1991年,美國耳鼻咽頭頸外科基金學會將頸部淋巴結分為6個區(qū):第Ⅰ區(qū)(Level 1)包括頦下及頜下淋巴結;第Ⅱ區(qū)(Level Ⅱ)為頸內靜脈淋巴結上組,位于顱底至舌骨水平,前界為胸骨舌骨肌側緣,后界為胸骨鎖乳突肌后緣;第Ⅲ區(qū)(Level Ⅲ)為頸內靜脈淋巴結中組,自舌骨水平至肩胛舌骨肌與頸內靜脈交叉處,前后界同Ⅱ區(qū);第Ⅳ區(qū)(Level Ⅳ)為頸內靜脈淋巴結下組,自肩胛舌骨肌與頸內靜脈交叉處至鎖骨上,前后界同Ⅱ區(qū);第V區(qū)(Level V)為頸后三角淋巴結,包括鎖骨上淋巴結,前界為胸鎖乳突肌后緣,后界為斜方肌,下界為鎖骨;第Ⅵ區(qū)(Level Ⅵ)為頸前淋巴結,亦稱內臟周圍淋巴結,包括咽后淋巴結、甲狀腺周圍淋巴結、環(huán)甲膜淋巴結及氣管周圍淋巴結,兩側界為頸總動脈,上界為舌骨,下界為胸骨上窩。
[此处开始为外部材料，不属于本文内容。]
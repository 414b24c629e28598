//! Builds parameterized SELECT, COUNT, INSERT, UPDATE, DELETE and DDL from a resource descriptor.

use super::params::{pg_type_name, PgBindValue};
use crate::backend::{Entity, UpdateMode};
use crate::config::ResourceDescriptor;
use crate::error::AppError;
use crate::field::{FieldKind, FieldSchema, IdKind};
use crate::query::{Direction, FilterExpr, FilterValue, Operator, Query, Window};
use serde_json::Value;

/// Quote identifier for PostgreSQL (safe: only from descriptors).
fn quoted(s: &str) -> String {
    format!("\"{}\"", s.replace('"', "\"\""))
}

/// Full qualified table name.
fn qualified_table(resource: &ResourceDescriptor) -> String {
    match &resource.storage.schema {
        Some(schema) => format!("{}.{}", quoted(schema), quoted(&resource.storage.table)),
        None => quoted(&resource.storage.table),
    }
}

#[derive(Debug)]
pub struct QueryBuf {
    pub sql: String,
    pub params: Vec<PgBindValue>,
}

impl QueryBuf {
    fn new() -> Self {
        QueryBuf {
            sql: String::new(),
            params: Vec::new(),
        }
    }

    fn push_param(&mut self, v: PgBindValue) -> String {
        self.params.push(v);
        format!("${}", self.params.len())
    }

    fn push_typed(&mut self, field: &FieldSchema, v: &Value) -> Result<String, AppError> {
        Ok(self.push_param(PgBindValue::typed(&field.kind, v)?))
    }
}

fn column_list(resource: &ResourceDescriptor) -> String {
    resource
        .fields
        .iter()
        .map(|f| quoted(&f.name))
        .collect::<Vec<_>>()
        .join(", ")
}

/// Column as an ordering expression. Text compares by code point, the order the document store uses.
fn ordered(f: &FieldSchema) -> String {
    match f.kind {
        FieldKind::String | FieldKind::Enum(_) | FieldKind::Id(IdKind::Text) => format!("{} COLLATE \"C\"", quoted(&f.name)),
        _ => quoted(&f.name),
    }
}

fn field<'a>(resource: &'a ResourceDescriptor, name: &str) -> Result<&'a FieldSchema, AppError> {
    resource
        .field(name)
        .ok_or_else(|| AppError::Backend(format!("{} has no field {}", resource.name, name)))
}

fn filter_clause(q: &mut QueryBuf, resource: &ResourceDescriptor, filter: &FilterExpr) -> Result<String, AppError> {
    let f = field(resource, &filter.field)?;
    let col = quoted(&f.name);
    Ok(match (&filter.op, &filter.value) {
        (Operator::In, FilterValue::List(values)) => {
            if values.is_empty() {
                return Ok("FALSE".into());
            }
            let phs = values
                .iter()
                .map(|v| q.push_typed(f, v))
                .collect::<Result<Vec<_>, _>>()?;
            format!("{} IN ({})", col, phs.join(", "))
        }
        (Operator::Contains, FilterValue::List(terms)) => {
            if terms.is_empty() {
                return Ok("FALSE".into());
            }
            let parts = terms
                .iter()
                .map(|t| Ok(format!("strpos({}, {}) > 0", col, q.push_typed(f, t)?)))
                .collect::<Result<Vec<_>, AppError>>()?;
            format!("({})", parts.join(" OR "))
        }
        (op, FilterValue::Scalar(v)) => {
            let ph = q.push_typed(f, v)?;
            let sql_op = match op {
                Operator::Eq => "=",
                Operator::Ne => "IS DISTINCT FROM",
                Operator::Lt => "<",
                Operator::Lte => "<=",
                Operator::Gt => ">",
                Operator::Gte => ">=",
                Operator::In | Operator::Contains => {
                    return Err(AppError::Backend(format!("operator {} needs a list", op.as_str())));
                }
            };
            format!("{} {} {}", col, sql_op, ph)
        }
        (op, FilterValue::List(_)) => {
            return Err(AppError::Backend(format!("operator {} takes a single value", op.as_str())));
        }
    })
}

fn search_clause(q: &mut QueryBuf, resource: &ResourceDescriptor, term: &str) -> String {
    let cols: Vec<String> = resource.searchable_fields().map(|f| quoted(&f.name)).collect();
    if cols.is_empty() {
        return "FALSE".into();
    }
    let ph = q.push_param(PgBindValue::Text(term.to_string()));
    let parts: Vec<String> = cols
        .iter()
        .map(|c| format!("strpos(lower({}), lower({})) > 0", c, ph))
        .collect();
    format!("({})", parts.join(" OR "))
}

/// Keyset predicate: rows strictly after `after` under the query's sort. Null sorts first.
fn keyset_clause(q: &mut QueryBuf, resource: &ResourceDescriptor, query: &Query, after: &[Value]) -> Result<String, AppError> {
    let mut alternatives = Vec::new();
    let mut equal_prefix: Vec<String> = Vec::new();
    for (key, value) in query.sort.keys().iter().zip(after) {
        let f = field(resource, &key.field)?;
        let col = quoted(&f.name);
        let strictly_after = match (key.direction, value.is_null()) {
            (Direction::Asc, true) => Some(format!("{} IS NOT NULL", col)),
            (Direction::Asc, false) => Some(format!("{} > {}", ordered(f), q.push_typed(f, value)?)),
            (Direction::Desc, true) => None,
            (Direction::Desc, false) => {
                let ph = q.push_typed(f, value)?;
                Some(format!("({} < {} OR {} IS NULL)", ordered(f), ph, col))
            }
        };
        if let Some(cond) = strictly_after {
            let mut parts = equal_prefix.clone();
            parts.push(cond);
            alternatives.push(format!("({})", parts.join(" AND ")));
        }
        equal_prefix.push(if value.is_null() {
            format!("{} IS NULL", col)
        } else {
            format!("{} = {}", col, q.push_typed(f, value)?)
        });
    }
    if alternatives.is_empty() {
        return Ok("FALSE".into());
    }
    Ok(format!("({})", alternatives.join(" OR ")))
}

fn where_parts(q: &mut QueryBuf, resource: &ResourceDescriptor, query: &Query) -> Result<Vec<String>, AppError> {
    let mut parts = Vec::new();
    for filter in &query.filters {
        parts.push(filter_clause(q, resource, filter)?);
    }
    if let Some(term) = &query.search {
        parts.push(search_clause(q, resource, term));
    }
    Ok(parts)
}

fn where_sql(parts: &[String]) -> String {
    if parts.is_empty() {
        String::new()
    } else {
        format!(" WHERE {}", parts.join(" AND "))
    }
}

/// SELECT page: filters, search, keyset, ORDER BY sort spec, LIMIT limit+1 to detect a next page.
pub fn select_list(resource: &ResourceDescriptor, query: &Query) -> Result<QueryBuf, AppError> {
    let mut q = QueryBuf::new();
    let mut parts = where_parts(&mut q, resource, query)?;
    if let Window::Cursor { after: Some(after), .. } = &query.window {
        parts.push(keyset_clause(&mut q, resource, query, after)?);
    }
    let order = query
        .sort
        .keys()
        .iter()
        .map(|k| {
            let col = ordered(field(resource, &k.field)?);
            Ok(match k.direction {
                Direction::Asc => format!("{} ASC NULLS FIRST", col),
                Direction::Desc => format!("{} DESC NULLS LAST", col),
            })
        })
        .collect::<Result<Vec<_>, AppError>>()?
        .join(", ");
    let order_clause = if order.is_empty() {
        String::new()
    } else {
        format!(" ORDER BY {}", order)
    };
    let fetch = u64::from(query.window.limit()) + 1;
    let window_clause = match &query.window {
        Window::Offset { offset, .. } => format!(" LIMIT {} OFFSET {}", fetch, offset),
        Window::Cursor { .. } => format!(" LIMIT {}", fetch),
    };
    q.sql = format!(
        "SELECT {} FROM {}{}{}{}",
        column_list(resource),
        qualified_table(resource),
        where_sql(&parts),
        order_clause,
        window_clause
    );
    Ok(q)
}

/// SELECT COUNT(*) over filters and search only.
pub fn count(resource: &ResourceDescriptor, query: &Query) -> Result<QueryBuf, AppError> {
    let mut q = QueryBuf::new();
    let parts = where_parts(&mut q, resource, query)?;
    q.sql = format!("SELECT COUNT(*) FROM {}{}", qualified_table(resource), where_sql(&parts));
    Ok(q)
}

/// SELECT by primary key.
pub fn select_by_id(resource: &ResourceDescriptor, id: &Value) -> Result<QueryBuf, AppError> {
    let mut q = QueryBuf::new();
    let pk = resource.id_field();
    let ph = q.push_typed(pk, id)?;
    q.sql = format!(
        "SELECT {} FROM {} WHERE {} = {}",
        column_list(resource),
        qualified_table(resource),
        quoted(&pk.name),
        ph
    );
    Ok(q)
}

/// INSERT every non-id field (absent ones as NULL); the id comes from the column default.
pub fn insert(resource: &ResourceDescriptor, fields: &Entity) -> Result<QueryBuf, AppError> {
    let mut q = QueryBuf::new();
    let mut cols = Vec::new();
    let mut placeholders = Vec::new();
    for f in resource.fields.iter().filter(|f| !f.is_id()) {
        let v = fields.get(&f.name).unwrap_or(&Value::Null);
        cols.push(quoted(&f.name));
        placeholders.push(q.push_typed(f, v)?);
    }
    q.sql = if cols.is_empty() {
        format!(
            "INSERT INTO {} DEFAULT VALUES RETURNING {}",
            qualified_table(resource),
            column_list(resource)
        )
    } else {
        format!(
            "INSERT INTO {} ({}) VALUES ({}) RETURNING {}",
            qualified_table(resource),
            cols.join(", "),
            placeholders.join(", "),
            column_list(resource)
        )
    };
    Ok(q)
}

/// UPDATE by id. Partial sets only provided fields; full sets every writable field.
/// With nothing to set this degrades to a SELECT by id.
pub fn update(resource: &ResourceDescriptor, id: &Value, fields: &Entity, mode: UpdateMode) -> Result<QueryBuf, AppError> {
    let mut q = QueryBuf::new();
    let mut sets = Vec::new();
    match mode {
        UpdateMode::Partial => {
            for f in resource.fields.iter().filter(|f| !f.is_id()) {
                if let Some(v) = fields.get(&f.name) {
                    sets.push(format!("{} = {}", quoted(&f.name), q.push_typed(f, v)?));
                }
            }
        }
        UpdateMode::Full => {
            for f in resource.writable_fields() {
                let v = fields.get(&f.name).unwrap_or(&Value::Null);
                sets.push(format!("{} = {}", quoted(&f.name), q.push_typed(f, v)?));
            }
        }
    }
    if sets.is_empty() {
        return select_by_id(resource, id);
    }
    let pk = resource.id_field();
    let id_ph = q.push_typed(pk, id)?;
    q.sql = format!(
        "UPDATE {} SET {} WHERE {} = {} RETURNING {}",
        qualified_table(resource),
        sets.join(", "),
        quoted(&pk.name),
        id_ph,
        column_list(resource)
    );
    Ok(q)
}

/// DELETE by id, returning the id so a miss is detectable.
pub fn delete(resource: &ResourceDescriptor, id: &Value) -> Result<QueryBuf, AppError> {
    let mut q = QueryBuf::new();
    let pk = resource.id_field();
    let ph = q.push_typed(pk, id)?;
    q.sql = format!(
        "DELETE FROM {} WHERE {} = {} RETURNING {}",
        qualified_table(resource),
        quoted(&pk.name),
        ph,
        quoted(&pk.name)
    );
    Ok(q)
}

/// DELETE every listed id in one statement; the caller reads the affected row count.
pub fn delete_many(resource: &ResourceDescriptor, ids: &[Value]) -> Result<QueryBuf, AppError> {
    let mut q = QueryBuf::new();
    let pk = resource.id_field();
    let phs = ids
        .iter()
        .map(|id| q.push_typed(pk, id))
        .collect::<Result<Vec<_>, _>>()?;
    let cond = if phs.is_empty() {
        "FALSE".to_string()
    } else {
        format!("{} IN ({})", quoted(&pk.name), phs.join(", "))
    };
    q.sql = format!("DELETE FROM {} WHERE {}", qualified_table(resource), cond);
    Ok(q)
}

fn column_ddl(f: &FieldSchema) -> String {
    let mut def = format!("{} ", quoted(&f.name));
    match &f.kind {
        FieldKind::Id(IdKind::Int) => def.push_str("BIGINT GENERATED BY DEFAULT AS IDENTITY PRIMARY KEY"),
        FieldKind::Id(IdKind::Uuid) => def.push_str("UUID PRIMARY KEY DEFAULT gen_random_uuid()"),
        FieldKind::Id(IdKind::Text) => def.push_str("TEXT PRIMARY KEY DEFAULT gen_random_uuid()::text"),
        kind => {
            def.push_str(match pg_type_name(kind) {
                "INT8" => "BIGINT",
                "FLOAT8" => "DOUBLE PRECISION",
                "BOOL" => "BOOLEAN",
                other => other,
            });
            if !f.nullable {
                def.push_str(" NOT NULL");
            }
            if f.unique {
                def.push_str(" UNIQUE");
            }
            if let FieldKind::Enum(values) = kind {
                let allowed: Vec<String> = values.iter().map(|v| format!("'{}'", v.replace('\'', "''"))).collect();
                def.push_str(&format!(" CHECK ({} IN ({}))", quoted(&f.name), allowed.join(", ")));
            }
        }
    }
    def
}

/// CREATE TABLE IF NOT EXISTS for the resource's backing table.
pub fn create_table(resource: &ResourceDescriptor) -> String {
    let cols: Vec<String> = resource.fields.iter().map(column_ddl).collect();
    format!(
        "CREATE TABLE IF NOT EXISTS {} ({})",
        qualified_table(resource),
        cols.join(", ")
    )
}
分化型甲狀腺癌頸部淋巴結轉移以Ⅱ、Ⅲ、Ⅳ、Ⅵ區(qū)為主,V區(qū)少見[6]。本研究中的術式涵蓋了上述范圍,同時保留耳大神經、枕小神經、頸橫動靜脈、鎖骨上神經,這些神經血管多位于頸后三角,一般不會增加腫瘤種植和轉移的概率。解剖學研究已證明,頭頸部淋巴結位于深淺兩層筋膜囊內,筋膜囊外壁包裹頸部的肌肉、血管、神經;分化型甲狀腺癌屬中低度惡性,生長較慢,即使轉移至頸淋巴結也極少侵出淋巴結包膜或浸潤周圍組織,切除后復發(fā)率低。因此,從解剖學和腫瘤病理學的角度看,只要將筋膜囊內的淋巴結和脂肪組織完整切除,既可保留頸部較多功能結構,又達到根治性頸清掃的目的。低位長領式切口多功能保留頸淋巴結清掃術的手術適應證包括:N0的甲狀腺乳頭狀腺癌;N1的甲狀腺乳頭狀腺癌,淋巴結轉移僅局限于Ⅵ區(qū)者,或頸內靜脈旁淋巴結較小(N<3cm)、無包膜外侵犯者。手術禁忌證:手術前已有不規(guī)范頸清掃術史;頸淋巴結廣泛轉移或淋巴結有明顯外侵者[4]。
綜上所述,認為采用低位延長切口多功能保留頸淋巴結清掃術治療分化型甲狀腺癌,在理論上及技術上均可行,療效確切,頸部疤痕小且隱蔽,滿足了部分患者對頸部功能與美觀的需求,提高了術后生活質量。